[Start of section]

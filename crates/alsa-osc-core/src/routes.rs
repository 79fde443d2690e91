//! Address-to-control routing table
//!
//! The table is built once from a [`Snapshot`] and never mutated afterwards,
//! so it can be shared between any number of dispatching tasks without
//! locking.

use serde::Serialize;
use std::collections::HashMap;
use tracing::{debug, warn};

use crate::address::{Root, RouteKind};
use crate::traits::Actuator;
use crate::types::{
    CardInfo, ChannelSelector, ControlDescriptor, ControlTarget, Level, Snapshot, Units, ValueRange,
};
use crate::value::Value;
use crate::{Error, Result};

/// Operation a route performs
#[derive(Debug, Clone, Copy, PartialEq, Serialize)]
#[serde(tag = "op", rename_all = "snake_case")]
pub enum RouteOp {
    SetVolume {
        channel: ChannelSelector,
        units: Units,
        /// dB values are clamped into this range
        #[serde(skip)]
        db_range: ValueRange,
    },
    SetMute,
    SetRecord,
}

/// Everything needed to apply one inbound message
#[derive(Debug, Clone, PartialEq, Serialize)]
pub struct RouteEntry {
    #[serde(flatten)]
    pub target: ControlTarget,
    #[serde(flatten)]
    pub op: RouteOp,
}

impl RouteEntry {
    pub fn new(target: ControlTarget, op: RouteOp) -> Self {
        Self { target, op }
    }

    pub fn kind(&self) -> RouteKind {
        match self.op {
            RouteOp::SetVolume { channel, units, .. } => RouteKind::volume(units, channel),
            RouteOp::SetMute => RouteKind::Mute,
            RouteOp::SetRecord => RouteKind::Record,
        }
    }

    /// Apply the message arguments through the actuator.
    ///
    /// Exactly one actuator call is made when the arguments are valid; none
    /// when they are not. Actuator errors are returned unchanged.
    pub fn apply<A: Actuator + ?Sized>(&self, args: &[Value], actuator: &A) -> Result<()> {
        let arg = single_arg(args)?;

        match self.op {
            RouteOp::SetVolume {
                channel,
                units,
                db_range,
            } => {
                let value = arg.as_f64().ok_or_else(|| {
                    Error::InvalidArgument(format!("volume expects a number, got {}", arg.type_name()))
                })?;
                let level = match units {
                    Units::Percent => percent_level(value)?,
                    Units::Decibel => decibel_level(value, db_range)?,
                };
                debug!("{} {} <- {}", self.target, channel, level);
                actuator.set_volume(&self.target, channel, level)
            }
            RouteOp::SetMute => {
                let mute = switch_arg(arg, "mute")?;
                debug!("{} mute <- {}", self.target, mute);
                actuator.set_mute(&self.target, mute)
            }
            RouteOp::SetRecord => {
                let armed = switch_arg(arg, "rec")?;
                debug!("{} rec <- {}", self.target, armed);
                actuator.set_record(&self.target, armed)
            }
        }
    }
}

fn single_arg(args: &[Value]) -> Result<&Value> {
    match args {
        [arg] => Ok(arg),
        _ => Err(Error::InvalidArgument(format!(
            "expected 1 argument, got {}",
            args.len()
        ))),
    }
}

fn switch_arg(arg: &Value, name: &str) -> Result<bool> {
    arg.as_bool().ok_or_else(|| {
        Error::InvalidArgument(format!("{} expects a boolean, got {}", name, arg.type_name()))
    })
}

/// Fraction in [0, 1] to an integer percentage, clamping out-of-range input
fn percent_level(value: f64) -> Result<Level> {
    if !value.is_finite() {
        return Err(Error::InvalidArgument(format!("volume must be finite, got {}", value)));
    }

    let clamped = value.clamp(0.0, 1.0);
    if clamped != value {
        debug!("Volume {} clamped to {}", value, clamped);
    }

    Ok(Level::Percent((clamped * 100.0).round() as u8))
}

/// dB value, clamped into the control's reported dB range
fn decibel_level(value: f64, range: ValueRange) -> Result<Level> {
    if !value.is_finite() {
        return Err(Error::InvalidArgument(format!("dB value must be finite, got {}", value)));
    }

    let clamped = range.clamp(value);
    if clamped != value {
        debug!("{} dB clamped to {} dB ({})", value, clamped, range);
    }

    Ok(Level::Decibel(clamped))
}

/// One address and the entry it routes to
#[derive(Debug, Clone, PartialEq, Serialize)]
pub struct Route {
    pub address: String,
    #[serde(flatten)]
    pub entry: RouteEntry,
}

/// Every route for one control, in announcement order
pub fn control_routes(root: &Root, card: &CardInfo, control: &ControlDescriptor) -> Vec<Route> {
    let target = control.target();
    let mut routes = Vec::with_capacity(control_route_count(control));

    let mut push = |op: RouteOp| {
        let entry = RouteEntry::new(target.clone(), op);
        routes.push(Route {
            address: root.address(&card.name, &control.name, entry.kind()),
            entry,
        });
    };

    for units in [Units::Percent, Units::Decibel] {
        let volume = |channel| RouteOp::SetVolume {
            channel,
            units,
            db_range: control.db_range,
        };

        push(volume(ChannelSelector::All));
        if control.channels > 1 {
            for n in 0..control.channels {
                push(volume(ChannelSelector::Channel(n)));
            }
        }
    }

    if control.can_mute {
        push(RouteOp::SetMute);
    }
    if control.can_record {
        push(RouteOp::SetRecord);
    }

    routes
}

/// Number of routes [`control_routes`] generates
pub fn control_route_count(control: &ControlDescriptor) -> usize {
    let per_channel = if control.channels > 1 {
        control.channels as usize
    } else {
        0
    };

    2 + 2 * per_channel + control.can_mute as usize + control.can_record as usize
}

/// Immutable address-to-entry mapping
#[derive(Debug, Clone, Default, Serialize)]
pub struct RouteTable {
    root: Root,
    routes: Vec<Route>,
    #[serde(skip)]
    index: HashMap<String, usize>,
}

impl RouteTable {
    /// Build routes for every control in the snapshot.
    ///
    /// Addresses are unique as long as control names are unique per card.
    /// If two cards share a display name and collide, the route registered
    /// first is kept.
    pub fn build(root: &Root, snapshot: &Snapshot) -> Self {
        let mut table = Self {
            root: root.clone(),
            routes: Vec::new(),
            index: HashMap::new(),
        };

        for card in &snapshot.cards {
            for control in &card.controls {
                for route in control_routes(root, &card.card, control) {
                    table.insert(route);
                }
            }
        }

        debug!("Built {} routes under {}", table.routes.len(), root);
        table
    }

    fn insert(&mut self, route: Route) {
        if let Some(&existing) = self.index.get(&route.address) {
            warn!(
                "Address {} already routed to {}; ignoring route to {}",
                route.address, self.routes[existing].entry.target, route.entry.target
            );
            return;
        }

        self.index.insert(route.address.clone(), self.routes.len());
        self.routes.push(route);
    }

    /// Exact-match lookup
    pub fn lookup(&self, address: &str) -> Option<&RouteEntry> {
        self.index.get(address).map(|&i| &self.routes[i].entry)
    }

    pub fn contains(&self, address: &str) -> bool {
        self.index.contains_key(address)
    }

    pub fn root(&self) -> &Root {
        &self.root
    }

    /// Routes in build order
    pub fn iter(&self) -> impl Iterator<Item = &Route> {
        self.routes.iter()
    }

    pub fn len(&self) -> usize {
        self.routes.len()
    }

    pub fn is_empty(&self) -> bool {
        self.routes.is_empty()
    }
}

#[cfg(test)]
mod tests {
    use super::*;

    #[test]
    fn test_percent_rounding() {
        assert_eq!(percent_level(0.86).unwrap(), Level::Percent(86));
        assert_eq!(percent_level(0.86f32 as f64).unwrap(), Level::Percent(86));
        assert_eq!(percent_level(0.005).unwrap(), Level::Percent(1));
        assert_eq!(percent_level(0.0).unwrap(), Level::Percent(0));
        assert_eq!(percent_level(1.0).unwrap(), Level::Percent(100));
    }

    #[test]
    fn test_percent_clamps() {
        assert_eq!(percent_level(1.5).unwrap(), Level::Percent(100));
        assert_eq!(percent_level(-0.2).unwrap(), Level::Percent(0));
        assert!(percent_level(f64::NAN).is_err());
        assert!(percent_level(f64::INFINITY).is_err());
    }

    #[test]
    fn test_decibel_clamps_to_range() {
        let range = ValueRange::new(-60.0, 0.0);
        assert_eq!(decibel_level(-18.0, range).unwrap(), Level::Decibel(-18.0));
        assert_eq!(decibel_level(-90.0, range).unwrap(), Level::Decibel(-60.0));
        assert_eq!(decibel_level(3.0, range).unwrap(), Level::Decibel(0.0));
    }

    #[test]
    fn test_route_count_matches_generation() {
        let root = Root::default();
        let card = CardInfo::new(0, "PCH");
        for channels in 1..=8 {
            for (mute, rec) in [(false, false), (true, false), (false, true), (true, true)] {
                let control = ControlDescriptor::new(0, "Capture")
                    .with_channels(channels)
                    .with_mute(mute)
                    .with_record(rec);
                assert_eq!(
                    control_routes(&root, &card, &control).len(),
                    control_route_count(&control)
                );
            }
        }
    }

    #[test]
    fn test_single_arg_required() {
        assert!(single_arg(&[]).is_err());
        assert!(single_arg(&[Value::Float(0.1), Value::Float(0.2)]).is_err());
        assert!(single_arg(&[Value::Float(0.1)]).is_ok());
    }
}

[End of section]

Work to be completed:
Your answer should consist of the lines above that hold the word "usize".

Completed task:
pub fn control_route_count(control: &ControlDescriptor) -> usize {
        control.channels as usize
    2 + 2 * per_channel + control.can_mute as usize + control.can_record as usize
    index: HashMap<String, usize>,
    pub fn len(&self) -> usize {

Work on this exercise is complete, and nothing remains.